Rating: NR | Runtime: 105 minutes
Studio: Best Friend Forever
Director(s): Valentyn Vasyanovych
Writer(s): Valentyn Vasyanovych
I kind of feel like I’m too late.
Give Valentyn Vasyanovych a bigger budget and you can be sure The Clash’s “Should I Stay or Should I Go” would be playing at some point. Because that’s the question faced by the characters on-screen in this fictional post-war Ukraine. As we hear on the radio in Valyk’s (Vasyanovych) kitchen, the country’s population has been reduced to thirty million with twelve million now displaced throughout the world in exile. So, should the mostly women and children uproot the new lives they’ve created and return? Should the men who stayed go to them now that their nation is secure (depleting the census more)? Or do both sides start anew?
The film’s title To the Victory! isn’t therefore as joyous as you might initially assume since said victory demands complex conversations in the aftermath of decreased adrenaline and emotion. Valyk stayed because he believes in Ukraine and wants his filmmaking to be part of its rebirth. That doesn’t mean his wife disagrees—she would never have considered leaving if not for Russia’s invasion forcing it. But the world has changed and they’ve lived through wholly different experiences apart in the process. Add kids to the equation (especially when they are also separated) and the concept of a “correct” answer becomes obsolete.
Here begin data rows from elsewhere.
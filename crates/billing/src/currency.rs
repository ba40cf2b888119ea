//! Currencies, exchange rates and contravalue conversion.

use std::collections::BTreeMap;

use rust_decimal::Decimal;
use rust_decimal::prelude::FromPrimitive;
use serde::{Deserialize, Serialize};

use kwanza_core::{DomainError, DomainResult, Money};

/// Currency code, normalised to upper case (`AOA`, `USD`, `EUR`, ...).
#[derive(Debug, Clone, PartialEq, Eq, PartialOrd, Ord, Hash, Serialize, Deserialize)]
#[serde(transparent)]
pub struct Currency(String);

impl Currency {
    pub fn new(code: impl AsRef<str>) -> Self {
        Self(code.as_ref().trim().to_ascii_uppercase())
    }

    /// Angolan kwanza, the default base currency.
    pub fn aoa() -> Self {
        Self::new("AOA")
    }

    pub fn code(&self) -> &str {
        &self.0
    }
}

impl Default for Currency {
    fn default() -> Self {
        Self::aoa()
    }
}

impl core::fmt::Display for Currency {
    fn fmt(&self, f: &mut core::fmt::Formatter<'_>) -> core::fmt::Result {
        f.write_str(&self.0)
    }
}

/// Units of base currency per unit of document currency. Always positive.
#[derive(Debug, Copy, Clone, PartialEq, Eq, PartialOrd, Ord, Hash, Serialize, Deserialize)]
#[serde(try_from = "Decimal", into = "Decimal")]
pub struct ExchangeRate(Decimal);

impl ExchangeRate {
    pub const ONE: ExchangeRate = ExchangeRate(Decimal::ONE);

    pub fn new(rate: Decimal) -> DomainResult<Self> {
        if rate <= Decimal::ZERO {
            return Err(DomainError::validation(format!(
                "exchange rate must be positive, got {rate}"
            )));
        }
        Ok(Self(rate))
    }

    pub fn value(&self) -> Decimal {
        self.0
    }

    /// Convert an amount in document currency into base currency.
    pub fn convert(&self, amount: Money) -> Money {
        amount.scale(self.0)
    }
}

impl Default for ExchangeRate {
    fn default() -> Self {
        Self::ONE
    }
}

impl TryFrom<Decimal> for ExchangeRate {
    type Error = DomainError;

    fn try_from(value: Decimal) -> Result<Self, Self::Error> {
        Self::new(value)
    }
}

impl From<ExchangeRate> for Decimal {
    fn from(value: ExchangeRate) -> Self {
        value.0
    }
}

/// Lookup table of exchange rates into the base currency.
#[derive(Debug, Clone, PartialEq, Eq, Serialize, Deserialize)]
pub struct ExchangeRateTable {
    base: Currency,
    rates: BTreeMap<Currency, ExchangeRate>,
}

impl ExchangeRateTable {
    /// A table that only knows the base currency (rate 1).
    pub fn new(base: Currency) -> Self {
        let mut rates = BTreeMap::new();
        rates.insert(base.clone(), ExchangeRate::ONE);
        Self { base, rates }
    }

    /// Kwanza-based defaults used by the invoice and purchase forms.
    pub fn kwanza_defaults() -> Self {
        let mut table = Self::new(Currency::aoa());
        for (code, rate) in [("USD", 850u32), ("EUR", 920), ("EURO", 920), ("BRL", 170)] {
            table.rates.insert(Currency::new(code), ExchangeRate(Decimal::from(rate)));
        }
        table
    }

    pub fn base(&self) -> &Currency {
        &self.base
    }

    pub fn set(&mut self, currency: Currency, rate: ExchangeRate) {
        if currency != self.base {
            self.rates.insert(currency, rate);
        }
    }

    /// Rate for a currency; the base currency always resolves to 1.
    pub fn rate_for(&self, currency: &Currency) -> Option<ExchangeRate> {
        if *currency == self.base {
            return Some(ExchangeRate::ONE);
        }
        self.rates.get(currency).copied()
    }

    pub fn require(&self, currency: &Currency) -> DomainResult<ExchangeRate> {
        self.rate_for(currency).ok_or_else(|| {
            DomainError::validation(format!("no exchange rate configured for {currency}"))
        })
    }

    pub fn is_base(&self, currency: &Currency) -> bool {
        *currency == self.base
    }
}

impl Default for ExchangeRateTable {
    fn default() -> Self {
        Self::kwanza_defaults()
    }
}

/// Parse a rate from a float-ish string such as "850" or "920.5".
pub(crate) fn parse_rate(raw: &str) -> Option<ExchangeRate> {
    let value = raw
        .trim()
        .parse::<Decimal>()
        .ok()
        .or_else(|| raw.trim().parse::<f64>().ok().and_then(Decimal::from_f64))?;
    ExchangeRate::new(value).ok()
}

#[cfg(test)]
mod tests {
    use super::*;
    use rust_decimal_macros::dec;

    #[test]
    fn currency_codes_are_normalised() {
        assert_eq!(Currency::new(" usd "), Currency::new("USD"));
        assert_eq!(Currency::default().code(), "AOA");
    }

    #[test]
    fn defaults_match_form_rates() {
        let table = ExchangeRateTable::kwanza_defaults();
        assert_eq!(table.rate_for(&Currency::aoa()), Some(ExchangeRate::ONE));
        assert_eq!(table.rate_for(&Currency::new("USD")).unwrap().value(), dec!(850));
        assert_eq!(table.rate_for(&Currency::new("EUR")).unwrap().value(), dec!(920));
        assert_eq!(table.rate_for(&Currency::new("euro")).unwrap().value(), dec!(920));
        assert_eq!(table.rate_for(&Currency::new("BRL")).unwrap().value(), dec!(170));
        assert!(table.rate_for(&Currency::new("GBP")).is_none());
        assert!(table.require(&Currency::new("GBP")).is_err());
    }

    #[test]
    fn base_currency_rate_cannot_be_overridden() {
        let mut table = ExchangeRateTable::new(Currency::aoa());
        table.set(Currency::aoa(), ExchangeRate::new(dec!(2)).unwrap());
        assert_eq!(table.rate_for(&Currency::aoa()), Some(ExchangeRate::ONE));
    }

    #[test]
    fn exchange_rate_must_be_positive() {
        assert!(ExchangeRate::new(dec!(0)).is_err());
        assert!(ExchangeRate::new(dec!(-850)).is_err());
        assert!(serde_json::from_str::<ExchangeRate>("\"0\"").is_err());
        assert_eq!(
            serde_json::from_str::<ExchangeRate>("\"850\"").unwrap().value(),
            dec!(850)
        );
    }

    #[test]
    fn convert_scales_amount() {
        let rate = ExchangeRate::new(dec!(850)).unwrap();
        assert_eq!(rate.convert(Money::new(dec!(10.5))), Money::new(dec!(8925)));
    }

    #[test]
    fn parse_rate_accepts_plain_numbers() {
        assert_eq!(parse_rate("920.5").unwrap().value(), dec!(920.5));
        assert!(parse_rate("abc").is_none());
        assert!(parse_rate("0").is_none());
    }
}
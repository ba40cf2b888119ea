//! Domain events emitted by billing documents and the envelope used to journal them.

pub mod envelope;
pub mod event;

pub use envelope::EventEnvelope;
pub use event::Event;
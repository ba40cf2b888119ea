//! Billing calculations (pure functions, no IO).
//!
//! - [`line`]: line totals with metric factors and line discounts.
//! - [`totals`]: document aggregation (tax, global discount, withholding,
//!   VAT retention, contravalue).
//! - [`purchase`]: supplier purchase totals.
//! - [`currency`]: currencies and exchange rates.
//! - [`pos`]: tax-inclusive point-of-sale cart.
//! - [`config`]: billing configuration loaded from the environment.

pub mod config;
pub mod currency;
pub mod line;
pub mod pos;
pub mod purchase;
pub mod totals;

pub use config::{BillingConfig, ConfigError};
pub use currency::{Currency, ExchangeRate, ExchangeRateTable};
pub use line::{DocumentLine, LineKind, compute_line_total, metric_factor};
pub use pos::{PosCart, PosCartItem, PosTotals};
pub use purchase::{PurchaseLine, PurchaseTax, PurchaseTotals, compute_purchase_totals};
pub use totals::{
    DocumentAggregator, DocumentModifiers, DocumentTotals, RetentionCategory, WithholdingPolicy,
    compute_document_totals, derive_withholding,
};
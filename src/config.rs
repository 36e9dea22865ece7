use serde::Deserialize;
use std::env;
use std::fs;
use std::io;
use std::path::{Path, PathBuf};
use thiserror::Error;
use tracing::{debug, warn};

const CONFIG_DIR: &str = "webbrowser-app";
const CONFIG_FILENAME: &str = "config.json";

/// Environment variable naming an explicit config file.
pub const CONFIG_ENV: &str = "WEBBROWSER_APP_CONFIG";

#[derive(Debug, Error)]
pub enum ConfigError {
    #[error("{source_name} requires a file path")]
    MissingPath { source_name: &'static str },
    #[error("config file not found: {}", .path.display())]
    NotFound { path: PathBuf },
    #[error("failed to read config from {}: {source}", .path.display())]
    Read {
        path: PathBuf,
        #[source]
        source: io::Error,
    },
    #[error("invalid config file {}: {source}", .path.display())]
    Parse {
        path: PathBuf,
        #[source]
        source: serde_json::Error,
    },
}

/// Launcher defaults. Command-line switches always take precedence.
#[derive(Debug, Default, Clone, PartialEq, Deserialize)]
#[serde(default, rename_all = "camelCase")]
pub struct Config {
    pub homepage: Option<String>,
    pub app_id: Option<String>,
    pub maximized: Option<bool>,
    pub webapp_model_search_path: Option<String>,
    pub log_level: Option<String>,
}

impl Config {
    /// Layer `other` on top of `self`; values set in `other` win.
    pub fn merge(self, other: Config) -> Config {
        Config {
            homepage: other.homepage.or(self.homepage),
            app_id: other.app_id.or(self.app_id),
            maximized: other.maximized.or(self.maximized),
            webapp_model_search_path: other
                .webapp_model_search_path
                .or(self.webapp_model_search_path),
            log_level: other.log_level.or(self.log_level),
        }
    }

    /// Overrides taken from `WEBBROWSER_APP_*` environment variables.
    pub fn from_env() -> Config {
        Config {
            homepage: non_empty_var("WEBBROWSER_APP_HOMEPAGE"),
            app_id: non_empty_var("WEBBROWSER_APP_APP_ID"),
            maximized: env::var("WEBBROWSER_APP_MAXIMIZED")
                .ok()
                .map(|v| is_truthy(&v)),
            webapp_model_search_path: None,
            log_level: non_empty_var("WEBBROWSER_APP_LOG"),
        }
    }
}

fn non_empty_var(name: &str) -> Option<String> {
    env::var(name).ok().filter(|v| !v.is_empty())
}

/// False for "0", "false", "no" (any case) and the empty string.
pub fn is_truthy(value: &str) -> bool {
    !matches!(value.to_lowercase().as_str(), "0" | "false" | "no" | "")
}

/// Check a boolean environment variable.
pub fn env_var_is_truthy(name: &str) -> bool {
    env::var(name).map(|v| is_truthy(&v)).unwrap_or(false)
}

pub fn read_config_file(path: &Path) -> Result<Config, ConfigError> {
    let content = fs::read_to_string(path).map_err(|source| ConfigError::Read {
        path: path.to_path_buf(),
        source,
    })?;
    serde_json::from_str(&content).map_err(|source| ConfigError::Parse {
        path: path.to_path_buf(),
        source,
    })
}

pub fn user_config_path() -> Option<PathBuf> {
    dirs::config_dir().map(|d| d.join(CONFIG_DIR).join(CONFIG_FILENAME))
}

/// Load the config named by `explicit`, or the user config when none is given.
///
/// An explicit file must exist and parse. The user file is optional and a
/// malformed one is skipped with a warning.
pub fn load_config_from(explicit: Option<&Path>) -> Result<Config, ConfigError> {
    if let Some(path) = explicit {
        if !path.exists() {
            return Err(ConfigError::NotFound {
                path: path.to_path_buf(),
            });
        }
        debug!(path = %path.display(), "loading explicit config");
        return read_config_file(path);
    }

    let Some(path) = user_config_path().filter(|p| p.exists()) else {
        return Ok(Config::default());
    };
    match read_config_file(&path) {
        Ok(config) => {
            debug!(path = %path.display(), "loaded user config");
            Ok(config)
        }
        Err(e) => {
            warn!(error = %e, "ignoring user config");
            Ok(Config::default())
        }
    }
}

/// Resolve the launcher config: file layer first, then environment overrides.
pub fn load_config() -> Result<Config, ConfigError> {
    let explicit = match env::var(CONFIG_ENV) {
        Ok(p) if p.is_empty() => {
            return Err(ConfigError::MissingPath {
                source_name: CONFIG_ENV,
            })
        }
        Ok(p) => Some(PathBuf::from(p)),
        Err(_) => None,
    };
    let file_config = load_config_from(explicit.as_deref())?;
    Ok(file_config.merge(Config::from_env()))
}

#[cfg(test)]
mod tests {
    use super::*;
    use std::io::Write;

    fn write_temp(dir_name: &str, file_name: &str, content: &str) -> (PathBuf, PathBuf) {
        let dir = env::temp_dir().join(dir_name);
        let _ = fs::create_dir_all(&dir);
        let path = dir.join(file_name);
        let mut f = fs::File::create(&path).unwrap();
        writeln!(f, "{}", content).unwrap();
        (dir, path)
    }

    fn cleanup(dir: &Path, path: &Path) {
        let _ = fs::remove_file(path);
        let _ = fs::remove_dir(dir);
    }

    #[test]
    fn test_config_deserialize_full() {
        let json = r#"{
            "homepage": "http://example.com",
            "appId": "webbrowser-app",
            "maximized": true,
            "webappModelSearchPath": "/usr/share/webapps",
            "logLevel": "debug"
        }"#;
        let config: Config = serde_json::from_str(json).unwrap();
        assert_eq!(config.homepage.as_deref(), Some("http://example.com"));
        assert_eq!(config.app_id.as_deref(), Some("webbrowser-app"));
        assert_eq!(config.maximized, Some(true));
        assert_eq!(
            config.webapp_model_search_path.as_deref(),
            Some("/usr/share/webapps")
        );
        assert_eq!(config.log_level.as_deref(), Some("debug"));
    }

    #[test]
    fn test_config_deserialize_empty() {
        let config: Config = serde_json::from_str("{}").unwrap();
        assert_eq!(config, Config::default());
    }

    #[test]
    fn test_config_ignores_unknown_keys() {
        let json = r#"{"maximized": true, "unknownFutureKey": "value"}"#;
        let config: Config = serde_json::from_str(json).unwrap();
        assert_eq!(config.maximized, Some(true));
    }

    #[test]
    fn test_config_merge_other_wins() {
        let base = Config {
            homepage: Some("http://base.example".to_string()),
            app_id: Some("base".to_string()),
            ..Config::default()
        };
        let overlay = Config {
            homepage: Some("http://overlay.example".to_string()),
            maximized: Some(false),
            ..Config::default()
        };
        let merged = base.merge(overlay);
        assert_eq!(merged.homepage.as_deref(), Some("http://overlay.example"));
        assert_eq!(merged.app_id.as_deref(), Some("base"));
        assert_eq!(merged.maximized, Some(false));
        assert_eq!(merged.log_level, None);
    }

    #[test]
    fn test_config_merge_none_does_not_override() {
        let base = Config {
            log_level: Some("info".to_string()),
            ..Config::default()
        };
        let merged = base.clone().merge(Config::default());
        assert_eq!(merged, base);
    }

    #[test]
    fn test_is_truthy() {
        assert!(is_truthy("1"));
        assert!(is_truthy("true"));
        assert!(is_truthy("yes"));
        assert!(!is_truthy("0"));
        assert!(!is_truthy("FALSE"));
        assert!(!is_truthy("No"));
        assert!(!is_truthy(""));
    }

    #[test]
    fn test_read_config_file() {
        let (dir, path) = write_temp(
            "wba-test-config",
            "config.json",
            r#"{"homepage": "ubuntu.com", "maximized": true}"#,
        );
        let config = read_config_file(&path).unwrap();
        assert_eq!(config.homepage.as_deref(), Some("ubuntu.com"));
        assert_eq!(config.maximized, Some(true));
        cleanup(&dir, &path);
    }

    #[test]
    fn test_read_config_file_missing() {
        let result = read_config_file(Path::new("/nonexistent/webbrowser-app.json"));
        assert!(matches!(result, Err(ConfigError::Read { .. })));
    }

    #[test]
    fn test_read_config_file_malformed() {
        let (dir, path) = write_temp("wba-test-malformed", "bad.json", "{not valid json}");
        let result = read_config_file(&path);
        assert!(matches!(result, Err(ConfigError::Parse { .. })));
        cleanup(&dir, &path);
    }

    #[test]
    fn test_load_explicit_config() {
        let (dir, path) = write_temp(
            "wba-test-explicit",
            "custom.json",
            r#"{"appId": "custom"}"#,
        );
        let config = load_config_from(Some(&path)).unwrap();
        assert_eq!(config.app_id.as_deref(), Some("custom"));
        cleanup(&dir, &path);
    }

    #[test]
    fn test_load_explicit_config_not_found() {
        let err = load_config_from(Some(Path::new("/nonexistent/config.json"))).unwrap_err();
        assert!(matches!(err, ConfigError::NotFound { .. }));
        assert!(err.to_string().contains("config file not found"));
    }

    #[test]
    fn test_load_explicit_config_malformed() {
        let (dir, path) = write_temp("wba-test-explicit-malformed", "bad.json", "{not valid}");
        let err = load_config_from(Some(&path)).unwrap_err();
        assert!(err.to_string().contains("invalid config file"));
        cleanup(&dir, &path);
    }

    #[test]
    fn test_missing_path_message() {
        let err = ConfigError::MissingPath {
            source_name: CONFIG_ENV,
        };
        assert_eq!(err.to_string(), "WEBBROWSER_APP_CONFIG requires a file path");
    }
}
All Valyk can do is continue making movies. And without the familiar infrastructure necessary to do so (like with Vasyanovych’s own name-dropped Atlantis blurring the line between fact and fiction further), he must do so with his friends. What we’re watching is simultaneously that film as well as the film about making that film. It’s why some descriptions call To the Victory! a documentary despite doing so proving, at best, a stretch. Yes, it’s autobiographical considering the topics he broaches are topics everyone on-screen will face in the aftermath of a ceasefire, but there’s definitely a layer of remove.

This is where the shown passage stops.